The Brihanmumbai Municipal Company’s (BMC) plan to drift municipal bonds to lift Rs 4000 crore, stems from the pinch the nation’s richest municipal company is feeling as a consequence of falling revenues and its failure to faucet into newer sources of revenue.
Whereas the BMC has failed to satisfy its income targets since 2012, the hole between its expectations and actuality has by no means been as stark as in 2021. For the monetary yr of 2020-21 the BMC is gazing a shortfall of almost Rs 11,000 crore, after failing to generate solely Rs 11,616 crore as revenue from taxes, charges and premiums as towards the income goal of Rs 28,448 crore.
For the reason that discontinuation of octroi in 2017, the BMC has needed to rely largely on property tax as its income supply, which makes up 24 per cent of its revenue. Nonetheless, the gathering of property tax is riddled with points: there are pending litigations, and as a consequence of a scarcity of robust legal guidelines towards non-compliance, the listing of tax defaulters is lengthy. To mop up income from the property tax, the BMC in 2019 had seized moveable properties resembling vehicles and helicopters. Nonetheless, none of those have been auctioned until date.
So as to add to those issues, in 2019, there was confusion over exempting homes lower than 500 sq. ft from property tax. The civic administration has now clarified that solely the final part of the property tax shall be exempted for homes as much as 500 sq. ft. With lower than two months for the present monetary yr to finish, BMC has now begun to situation property tax payments to those homes.
The precise property tax collected until December was solely Rs 734 crore, towards the estimate of over Rs 4,000 crore. The actual property droop additionally contributed to a gradual drop within the revenue from premiums. The revenue from actual property premiums fell to Rs 708 crore as of December 2020, as towards the goal of Rs 3,879 crore.
Whereas the BMCs revenue is struggling to satisfy the goal, the spending on capital works has already overshot as of December 2020. In opposition to the goal of Rs 5,744 crore, BMC has incurred capital expenditure of Rs 5,875 crore as of December 2020. “Our capital expenditure is pretty much as good as final yr, and all work has taken off post-monsoon. If we exclude the Rs 1,800 crore we spent on Covid-19, our expenditure for different departments and tasks has not suffered in any respect,” stated P Velrasu, extra municipal commissioner.

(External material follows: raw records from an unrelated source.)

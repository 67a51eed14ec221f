//! Tracker-export ingest and validation.
//!
//! The input is the standard Tracker export format: a name line and a column
//! header (`t x y`), then whitespace/tab-delimited decimal triples, one per
//! line.
//!
//! Design goals:
//! - **Strict rows**: a malformed row aborts the run with its line number;
//!   there is no partial-result mode for this tool
//! - **Deterministic behavior**: rows are used in file order
//! - **Separation of concerns**: no fitting logic here

use std::fs;
use std::path::Path;

use crate::domain::TrackSample;
use crate::error::{AppError, ErrorKind};

/// Number of leading metadata/header lines in a Tracker export.
const HEADER_LINES: usize = 2;

/// Load track samples from a Tracker export file.
pub fn load_track_samples(path: &Path) -> Result<Vec<TrackSample>, AppError> {
    let text = fs::read_to_string(path).map_err(|e| {
        AppError::new(
            ErrorKind::Io,
            format!("failed to read track data '{}': {e}", path.display()),
        )
    })?;
    parse_track_samples(&text)
}

/// Parse the body of a Tracker export.
///
/// The first two lines are skipped as metadata. Blank lines after the header
/// are ignored; anything else must be exactly three decimal fields `t x y`.
pub fn parse_track_samples(text: &str) -> Result<Vec<TrackSample>, AppError> {
    let mut samples = Vec::new();

    for (idx, line) in text.lines().enumerate().skip(HEADER_LINES) {
        // 1-based for error messages.
        let line_no = idx + 1;

        if line.trim().is_empty() {
            continue;
        }

        let fields: Vec<&str> = line.split_whitespace().collect();
        if fields.len() != 3 {
            return Err(AppError::new(
                ErrorKind::Parse,
                format!(
                    "line {line_no}: expected 3 columns (t x y), got {}",
                    fields.len()
                ),
            ));
        }

        let mut values = [0.0_f64; 3];
        for (slot, field) in values.iter_mut().zip(fields.iter()) {
            *slot = field.parse().map_err(|_| {
                AppError::new(
                    ErrorKind::Parse,
                    format!("line {line_no}: '{field}' is not a decimal number"),
                )
            })?;
        }

        samples.push(TrackSample {
            t: values[0],
            x: values[1],
            y: values[2],
        });
    }

    Ok(samples)
}

#[cfg(test)]
mod tests {
    use super::*;

    const GOOD: &str = "mass_A\n\
        t\tx\ty\n\
        0.0\t-1.0686\t42.8007\n\
        0.04\t-0.7147\t42.6272\n";

    #[test]
    fn parses_rows_after_two_header_lines() {
        let samples = parse_track_samples(GOOD).unwrap();
        assert_eq!(samples.len(), 2);
        assert_eq!(samples[0].t, 0.0);
        assert!((samples[0].x + 1.0686).abs() < 1e-12);
        assert!((samples[1].y - 42.6272).abs() < 1e-12);
    }

    #[test]
    fn skips_blank_lines_in_body() {
        let text = "mass_A\nt\tx\ty\n0.0\t1.0\t2.0\n\n0.04\t1.1\t2.1\n";
        let samples = parse_track_samples(text).unwrap();
        assert_eq!(samples.len(), 2);
    }

    #[test]
    fn wrong_column_count_reports_line_number() {
        let text = "mass_A\nt\tx\ty\n0.0\t1.0\n";
        let err = parse_track_samples(text).unwrap_err();
        assert_eq!(err.kind(), ErrorKind::Parse);
        assert!(format!("{err}").contains("line 3"));
    }

    #[test]
    fn non_numeric_field_reports_line_number() {
        let text = "mass_A\nt\tx\ty\n0.0\t1.0\t2.0\n0.04\toops\t2.1\n";
        let err = parse_track_samples(text).unwrap_err();
        assert_eq!(err.kind(), ErrorKind::Parse);
        assert!(format!("{err}").contains("line 4"));
    }

    #[test]
    fn header_only_export_yields_no_samples() {
        let samples = parse_track_samples("mass_A\nt\tx\ty\n").unwrap();
        assert!(samples.is_empty());
    }

    #[test]
    fn missing_file_is_an_io_error() {
        let err = load_track_samples(Path::new("/nonexistent/Mass_A.txt")).unwrap_err();
        assert_eq!(err.kind(), ErrorKind::Io);
    }
}
//! Input/output helpers.
//!
//! - Tracker-export ingest + validation (`ingest`)
//! - simulated-series CSV export (`export`)
//! - curve JSON write (`curve`)

pub mod curve;
pub mod export;
pub mod ingest;

pub use curve::*;
pub use export::*;
pub use ingest::*;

Capital expenditure refers back to the cash spent on buying, creating, upgrading and sustaining bodily property, and is the parameter to look out for to gauge the bills on infrastructure. The quantity spent on salaries, pensions, administrative bills, curiosity is termed as income expenditure, which is kind of the mounted outgoing of any entity.
The shortfall in income has pressured the civic physique to organize a plan of cost-saving in all departments. Forward of the finances 2021-22, BMC has sought departments to seek out new sources of revenue and strictly implement the prevailing ones. The dip within the income supply has pushed the civic physique to take a tougher take a look at how a lot it will probably spend. It means both the civic physique should discover new areas to extend its revenue or discover a strategy to fund its infrastructure tasks.
Implementation of the rise within the lease, hire and premiums of all vacant land tenancy properties, by means of which BMC expects to mop up Rs 500-600 crore yearly, reducing down administrative expenditure together with electrical energy, web and transportation payments, emphasis on property tax assortment and reformation in tax assortment mechanism, implementation of property and market redevelopment coverage, the introduction of fireplace service charge amounting to Rs 50 crore yearly, are a couple of steps more likely to be proposed within the upcoming finances.
“The concept BMC is sitting on money reserves is fake. It is likely to be true 5 years again, however not anymore. Tapping into new income sources, disciplined spending, streamlining of administrative expenditure, municipal bonds, levying prices, the entry charge for the floating inhabitants that makes use of BMCs infrastructure, amongst others, are a number of the strategies,” stated a senior civic official.
In 2020-21, the then municipal commissioner, Praveen Pardeshi dipped into the reserves to withdraw Rs 4,380 crore. If the BMC continues to dip into its accessible reserves of ?52,286 crore in each finances, the reserves are certain to run dry in a few decade with the civic physique’s growing expenditures. The BMC has one other Rs 26,382 crore in its reserves which can’t be utilised even in emergencies because it has been allotted for dedicated liabilities like provident fund, pensions, gratuity and different deposits.
For the primary time because it was advised by former BMC Commissioner Sitaram Kunte in 2014, the BMC is contemplating elevating municipal bonds. “BMC can not ceaselessly faucet into its reserves. Presently, BMCs credentials are good and we will get an rate of interest of 6-6.5 per cent if we float the bonds now. The bond interval shall be 10-15 years,” the official stated.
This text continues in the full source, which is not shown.